Goal of the exercise: Among the records, which lines include "PullRequestMarkers"? List them.

---*---

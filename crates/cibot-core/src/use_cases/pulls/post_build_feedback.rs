use async_trait::async_trait;
use cibot_awsapi_interface::types::builds::BuildOutcome;
use shaku::{Component, Interface};
use tracing::info;

use super::utils::{BuildFeedbackGenerator, PullRequestFeedback};
use crate::{markers::PullRequestMarkers, CoreContext, Result};

#[cfg_attr(any(test, feature = "testkit"), mockall::automock)]
#[async_trait]
pub trait PostBuildFeedbackInterface: Interface {
    async fn run<'a>(
        &self,
        ctx: &CoreContext<'a>,
        outcome: &BuildOutcome,
        markers: &PullRequestMarkers,
    ) -> Result<PullRequestFeedback>;
}

#[derive(Component)]
#[shaku(interface = PostBuildFeedbackInterface)]
pub(crate) struct PostBuildFeedback;

#[async_trait]
impl PostBuildFeedbackInterface for PostBuildFeedback {
    #[tracing::instrument(skip(self, ctx), fields(build = %outcome.build, status = %outcome.status))]
    async fn run<'a>(
        &self,
        ctx: &CoreContext<'a>,
        outcome: &BuildOutcome,
        markers: &PullRequestMarkers,
    ) -> Result<PullRequestFeedback> {
        let pull_request = ctx
            .repository_service
            .pulls_get(&markers.pull_request_id)
            .await?;

        let feedback = BuildFeedbackGenerator::default().generate(outcome, markers);

        if let Some(approval_state) = feedback.approval_state {
            info!(
                pull_request_id = %feedback.pull_request_id,
                revision_id = %pull_request.revision_id,
                approval_state = approval_state.to_str(),
                "Updating pull request approval state"
            );

            ctx.repository_service
                .pulls_update_approval_state(
                    &feedback.pull_request_id,
                    &pull_request.revision_id,
                    approval_state,
                )
                .await?;
        }

        info!(
            pull_request_id = %feedback.pull_request_id,
            content = %feedback.content,
            "Posting build status comment"
        );

        ctx.repository_service
            .pulls_post_comment(
                &feedback.pull_request_id,
                &feedback.repository_name,
                &feedback.before_commit_id,
                &feedback.after_commit_id,
                &feedback.content,
            )
            .await?;

        Ok(feedback)
    }
}
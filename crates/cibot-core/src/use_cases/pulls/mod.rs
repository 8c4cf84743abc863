pub(crate) mod post_build_feedback;
pub(crate) mod report_build_status;
pub(crate) mod utils;

pub use post_build_feedback::PostBuildFeedbackInterface;
pub use report_build_status::ReportBuildStatusInterface;
pub use utils::{BuildFeedbackGenerator, PullRequestFeedback};

#[cfg(any(test, feature = "testkit"))]
pub use self::{
    post_build_feedback::MockPostBuildFeedbackInterface,
    report_build_status::MockReportBuildStatusInterface,
};
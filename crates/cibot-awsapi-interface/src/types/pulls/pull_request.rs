use serde::{Deserialize, Serialize};

/// CodeCommit pull request.
#[derive(Debug, Deserialize, Serialize, Clone, Default, PartialEq, Eq)]
#[serde(rename_all = "camelCase")]
pub struct PullRequest {
    /// ID.
    pub pull_request_id: String,
    /// Current revision, required to approve.
    pub revision_id: String,
}
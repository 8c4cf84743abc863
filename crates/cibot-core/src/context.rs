use cibot_awsapi_interface::{BuildService, RepositoryService};
use cibot_config::Config;

use crate::CoreModule;

pub struct CoreContext<'a> {
    pub config: &'a Config,
    pub core_module: &'a CoreModule,
    pub repository_service: &'a (dyn RepositoryService + 'a),
    pub build_service: &'a (dyn BuildService + 'a),
}

#[cfg(any(test, feature = "testkit"))]
pub(crate) mod tests {
    use cibot_awsapi_interface::{MockBuildService, MockRepositoryService};
    use cibot_config::Config;

    use crate::{CoreContext, CoreModule};

    #[allow(dead_code)]
    pub struct CoreContextTest {
        pub config: Config,
        pub core_module: CoreModule,
        pub repository_service: MockRepositoryService,
        pub build_service: MockBuildService,
    }

    impl CoreContextTest {
        #[allow(dead_code)]
        pub fn new() -> Self {
            let mut config = Config::from_env_no_version().unwrap();
            config.build.project_name = "codebuild-cicd".into();
            config.build.load_buildspec_from_default_branch = false;
            config.build.repository_customizations.clear();
            config.pull_requests.events_rule_name = "codebuild-cicd-pull-requests".into();

            Self {
                config,
                core_module: CoreModule::builder().build(),
                repository_service: MockRepositoryService::new(),
                build_service: MockBuildService::new(),
            }
        }

        #[allow(dead_code)]
        pub fn as_context(&self) -> CoreContext {
            CoreContext {
                config: &self.config,
                core_module: &self.core_module,
                repository_service: &self.repository_service,
                build_service: &self.build_service,
            }
        }
    }
}
//! Build environment markers.
//!
//! Pull request builds carry these variables so the build status event can be
//! correlated back to the pull request that started it.

use std::collections::HashMap;

use cibot_awsapi_interface::types::builds::EnvironmentVariable;

/// Repository name, set on every triggered build.
pub const REPOSITORY_NAME: &str = "CI_REPOSITORY_NAME";
/// Branch name: the default branch, or the pull request source branch.
pub const COMMIT_REF_NAME: &str = "CI_COMMIT_REF_NAME";
/// Pull request destination commit.
pub const DESTINATION_COMMIT: &str = "CI_DESTINATION_COMMIT";
/// Pull request ID.
pub const PULL_REQUEST_ID: &str = "CI_PULL_REQUEST_ID";
/// Pull request source commit.
pub const SOURCE_COMMIT: &str = "CI_SOURCE_COMMIT";

/// Pull request attributes recovered from a build environment.
#[derive(Debug, Clone, PartialEq, Eq)]
pub struct PullRequestMarkers {
    pub pull_request_id: String,
    pub repository_name: String,
    pub source_commit: String,
    pub destination_commit: String,
}

impl PullRequestMarkers {
    /// Recover markers from build environment variables.
    ///
    /// Returns `None` unless all four markers are present and non-empty.
    /// Order does not matter, and the last occurrence of a name wins.
    pub fn from_environment(variables: &[EnvironmentVariable]) -> Option<Self> {
        let values: HashMap<&str, &str> = variables
            .iter()
            .map(|v| (v.name.as_str(), v.value.as_str()))
            .collect();
        let get = |name: &str| {
            values
                .get(name)
                .filter(|value| !value.is_empty())
                .map(|value| value.to_string())
        };

        Some(Self {
            pull_request_id: get(PULL_REQUEST_ID)?,
            repository_name: get(REPOSITORY_NAME)?,
            source_commit: get(SOURCE_COMMIT)?,
            destination_commit: get(DESTINATION_COMMIT)?,
        })
    }
}
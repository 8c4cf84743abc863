use async_trait::async_trait;
use cibot_awsapi_interface::types::{builds::BuildOutcome, notifications::Notification};
use shaku::{Component, HasComponent, Interface};
use tracing::info;

use super::{post_build_feedback::PostBuildFeedbackInterface, utils::PullRequestFeedback};
use crate::{markers::PullRequestMarkers, CoreContext, DomainError, Result};

#[cfg_attr(any(test, feature = "testkit"), mockall::automock)]
#[async_trait]
pub trait ReportBuildStatusInterface: Interface {
    async fn run<'a>(
        &self,
        ctx: &CoreContext<'a>,
        notification: Notification,
    ) -> Result<Option<PullRequestFeedback>>;
}

/// Report a build status transition on the pull request that started the build.
#[derive(Component)]
#[shaku(interface = ReportBuildStatusInterface)]
pub(crate) struct ReportBuildStatus;

#[async_trait]
impl ReportBuildStatusInterface for ReportBuildStatus {
    #[tracing::instrument(skip_all, fields(kind = %notification.kind()))]
    async fn run<'a>(
        &self,
        ctx: &CoreContext<'a>,
        notification: Notification,
    ) -> Result<Option<PullRequestFeedback>> {
        let envelope = match notification {
            Notification::BuildStateChange(envelope) => envelope,
            other => {
                return Err(DomainError::UnexpectedNotification {
                    handler: "report-build-status",
                    kind: other.kind(),
                })
            }
        };

        let markers = PullRequestMarkers::from_environment(
            &envelope
                .detail
                .additional_information
                .environment
                .environment_variables,
        );
        let Some(markers) = markers else {
            info!(
                build_initiator = envelope
                    .detail
                    .additional_information
                    .initiator
                    .as_deref()
                    .unwrap_or("unknown"),
                pull_request_events_rule = %ctx.config.pull_requests.events_rule_name,
                "Did not find pull request attributes in build environment variables, build initiator is likely not the pull request events rule"
            );
            return Ok(None);
        };

        let outcome = BuildOutcome::try_from(envelope.detail)?;

        let post_build_feedback: &dyn PostBuildFeedbackInterface = ctx.core_module.resolve_ref();
        post_build_feedback
            .run(ctx, &outcome, &markers)
            .await
            .map(Some)
    }
}

#[cfg(test)]
mod tests {
    use std::sync::{Arc, Mutex};

    use cibot_awsapi_interface::{
        types::{
            builds::{BuildRequest, StartedBuild},
            notifications::NotificationKind,
            pulls::PullRequest,
        },
        MockBuildService, MockRepositoryService,
    };
    use pretty_assertions::assert_eq;
    use serde_json::json;
    use tracing_test::traced_test;

    use super::*;
    use crate::{
        context::tests::CoreContextTest,
        use_cases::{
            builds::TriggerBuildInterface, pulls::MockPostBuildFeedbackInterface,
        },
        CoreModule,
    };

    const BUILD_ARN: &str = "arn:aws:codebuild:us-east-1:111111111111:build/codebuild-cicd:49e2bfa6-2222-47f5-a959-a77e6bf007fd";

    fn build_event(status: &str, environment_variables: serde_json::Value) -> serde_json::Value {
        json!({
            "version": "0",
            "id": "ca9f54f0-0e11-d15c-f3ff-e27b42d1ec1e",
            "detail-type": "CodeBuild Build State Change",
            "source": "aws.codebuild",
            "account": "111111111111",
            "time": "2023-10-10T20:43:22Z",
            "region": "us-east-1",
            "resources": [BUILD_ARN],
            "detail": {
                "build-status": status,
                "project-name": "codebuild-cicd",
                "build-id": BUILD_ARN,
                "additional-information": {
                    "initiator": "rule/codebuild-cicd-pull-requests",
                    "environment": {
                        "environment-variables": environment_variables
                    }
                }
            }
        })
    }

    fn build_notification(status: &str, environment_variables: serde_json::Value) -> Notification {
        Notification::from_value(build_event(status, environment_variables)).unwrap()
    }

    #[tokio::test]
    async fn uncorrelated_build() {
        // Mocks without expectations fail on any call.
        let ctx = CoreContextTest::new();

        let feedback = ReportBuildStatus
            .run(
                &ctx.as_context(),
                build_notification(
                    "SUCCEEDED",
                    json!([
                        {"name": "CI_REPOSITORY_NAME", "value": "some-repo", "type": "PLAINTEXT"},
                        {"name": "CI_COMMIT_REF_NAME", "value": "main", "type": "PLAINTEXT"}
                    ]),
                ),
            )
            .await
            .unwrap();

        assert_eq!(feedback, None);
    }

    #[traced_test]
    #[tokio::test]
    async fn failed_build_without_markers() {
        let ctx = CoreContextTest::new();

        let feedback = ReportBuildStatus
            .run(
                &ctx.as_context(),
                build_notification(
                    "FAILED",
                    json!([
                        {"name": "CI_REPOSITORY_NAME", "value": "some-repo", "type": "PLAINTEXT"},
                        {"name": "CI_PULL_REQUEST_ID", "value": "", "type": "PLAINTEXT"}
                    ]),
                ),
            )
            .await
            .unwrap();

        assert_eq!(feedback, None);
        assert!(logs_contain("rule/codebuild-cicd-pull-requests"));
        logs_assert(|lines: &[&str]| {
            match lines
                .iter()
                .filter(|line| line.contains("Did not find pull request attributes"))
                .count()
            {
                1 => Ok(()),
                n => Err(format!("expected one diagnostic line, got {n}")),
            }
        });
    }

    #[tokio::test]
    async fn correlated_build() {
        let mut ctx = CoreContextTest::new();
        ctx.core_module = CoreModule::builder()
            .with_component_override::<dyn PostBuildFeedbackInterface>(Box::new({
                let mut mock = MockPostBuildFeedbackInterface::new();
                mock.expect_run()
                    .once()
                    .withf(|_, outcome, markers| {
                        outcome.build.build_id() == "49e2bfa6-2222-47f5-a959-a77e6bf007fd"
                            && markers.pull_request_id == "1"
                            && markers.repository_name == "some-repo"
                            && markers.source_commit == "abc"
                            && markers.destination_commit == "def"
                    })
                    .return_once(|_, _, _| {
                        Ok(PullRequestFeedback {
                            pull_request_id: "1".into(),
                            repository_name: "some-repo".into(),
                            before_commit_id: "abc".into(),
                            after_commit_id: "def".into(),
                            content: "comment".into(),
                            approval_state: None,
                        })
                    });
                mock
            }))
            .build();

        let feedback = ReportBuildStatus
            .run(
                &ctx.as_context(),
                build_notification(
                    "FAILED",
                    json!([
                        {"name": "CI_SOURCE_COMMIT", "value": "abc", "type": "PLAINTEXT"},
                        {"name": "CI_PULL_REQUEST_ID", "value": "1", "type": "PLAINTEXT"},
                        {"name": "CI_REPOSITORY_NAME", "value": "some-repo", "type": "PLAINTEXT"},
                        {"name": "CI_DESTINATION_COMMIT", "value": "def", "type": "PLAINTEXT"}
                    ]),
                ),
            )
            .await
            .unwrap();

        assert_eq!(feedback.unwrap().content, "comment");
    }

    #[tokio::test]
    async fn repository_notification_is_rejected() {
        let ctx = CoreContextTest::new();
        let notification = Notification::from_value(json!({
            "version": "0",
            "id": "3f7101d2-f1c4-d0a4-6d89-69fc887cc5e4",
            "detail-type": "CodeCommit Repository State Change",
            "source": "aws.codecommit",
            "account": "111111111111",
            "time": "2023-10-10T21:05:45Z",
            "region": "us-east-1",
            "resources": ["arn:aws:codecommit:us-east-1:111111111111:some-repo"],
            "detail": {
                "event": "referenceUpdated",
                "referenceName": "main",
                "referenceType": "branch"
            }
        }))
        .unwrap();

        let err = ReportBuildStatus
            .run(&ctx.as_context(), notification)
            .await
            .unwrap_err();

        assert!(matches!(
            err,
            DomainError::UnexpectedNotification {
                kind: NotificationKind::RepositoryStateChange,
                ..
            }
        ));
    }

    /// Markers written on a pull request build are read back from the build event.
    #[tokio::test]
    async fn pull_request_markers_round_trip() {
        let captured: Arc<Mutex<Option<BuildRequest>>> = Arc::new(Mutex::new(None));

        let mut ctx = CoreContextTest::new();
        ctx.build_service = {
            let captured = captured.clone();
            let mut svc = MockBuildService::new();
            svc.expect_builds_start().once().returning(move |request| {
                *captured.lock().unwrap() = Some(request.clone());
                Ok(StartedBuild::default())
            });
            svc
        };

        let trigger_build: &dyn TriggerBuildInterface = ctx.core_module.resolve_ref();
        trigger_build
            .run(
                &ctx.as_context(),
                Notification::from_value(json!({
                    "version": "0",
                    "id": "6d29aaa0-f4a6-7745-6ec1-cf1587935aef",
                    "detail-type": "CodeCommit Pull Request State Change",
                    "source": "aws.codecommit",
                    "account": "111111111111",
                    "time": "2023-10-10T21:33:04Z",
                    "region": "us-east-1",
                    "resources": ["arn:aws:codecommit:us-east-1:111111111111:some-repo"],
                    "detail": {
                        "destinationCommit": "6a3cf62d6b847143c58d8fcbb50dfd61f1ca2450",
                        "destinationReference": "refs/heads/main",
                        "event": "pullRequestSourceBranchUpdated",
                        "pullRequestId": "7",
                        "sourceCommit": "5c020b042dd71daa6e6cade586cf862a2e7e4f96",
                        "sourceReference": "refs/heads/feature-branch"
                    }
                }))
                .unwrap(),
            )
            .await
            .unwrap();

        let request = captured.lock().unwrap().take().unwrap();
        let echoed = serde_json::to_value(&request.environment_variables).unwrap();

        ctx.repository_service = {
            let mut svc = MockRepositoryService::new();
            svc.expect_pulls_get()
                .once()
                .withf(|pull_request_id| pull_request_id == "7")
                .return_once(|_| {
                    Ok(PullRequest {
                        pull_request_id: "7".into(),
                        revision_id: "rev-1".into(),
                    })
                });
            svc.expect_pulls_post_comment()
                .once()
                .withf(|pull_request_id, repository_name, before, after, content| {
                    pull_request_id == "7"
                        && repository_name == "some-repo"
                        && before == "5c020b042dd71daa6e6cade586cf862a2e7e4f96"
                        && after == "6a3cf62d6b847143c58d8fcbb50dfd61f1ca2450"
                        && content.contains("for commit `5c020b04`")
                })
                .return_once(|_, _, _, _, _| Ok(()));
            svc
        };

        let feedback = ReportBuildStatus
            .run(&ctx.as_context(), build_notification("IN_PROGRESS", echoed))
            .await
            .unwrap();

        assert!(feedback.is_some());
    }

    #[tokio::test]
    async fn invalid_build_arn() {
        let ctx = CoreContextTest::new();
        let mut event = build_event(
            "SUCCEEDED",
            json!([
                {"name": "CI_SOURCE_COMMIT", "value": "abc", "type": "PLAINTEXT"},
                {"name": "CI_PULL_REQUEST_ID", "value": "1", "type": "PLAINTEXT"},
                {"name": "CI_REPOSITORY_NAME", "value": "some-repo", "type": "PLAINTEXT"},
                {"name": "CI_DESTINATION_COMMIT", "value": "def", "type": "PLAINTEXT"}
            ]),
        );
        event["detail"]["build-id"] = json!("not-an-arn");

        let err = ReportBuildStatus
            .run(&ctx.as_context(), Notification::from_value(event).unwrap())
            .await
            .unwrap_err();

        assert!(matches!(err, DomainError::NotificationError { .. }));
    }
}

---*---

Answer below:
use crate::{markers::PullRequestMarkers, CoreContext, Result};
        markers: &PullRequestMarkers,
        markers: &PullRequestMarkers,
pub struct PullRequestMarkers {
impl PullRequestMarkers {
use crate::{markers::PullRequestMarkers, CoreContext, DomainError, Result};
        let markers = PullRequestMarkers::from_environment(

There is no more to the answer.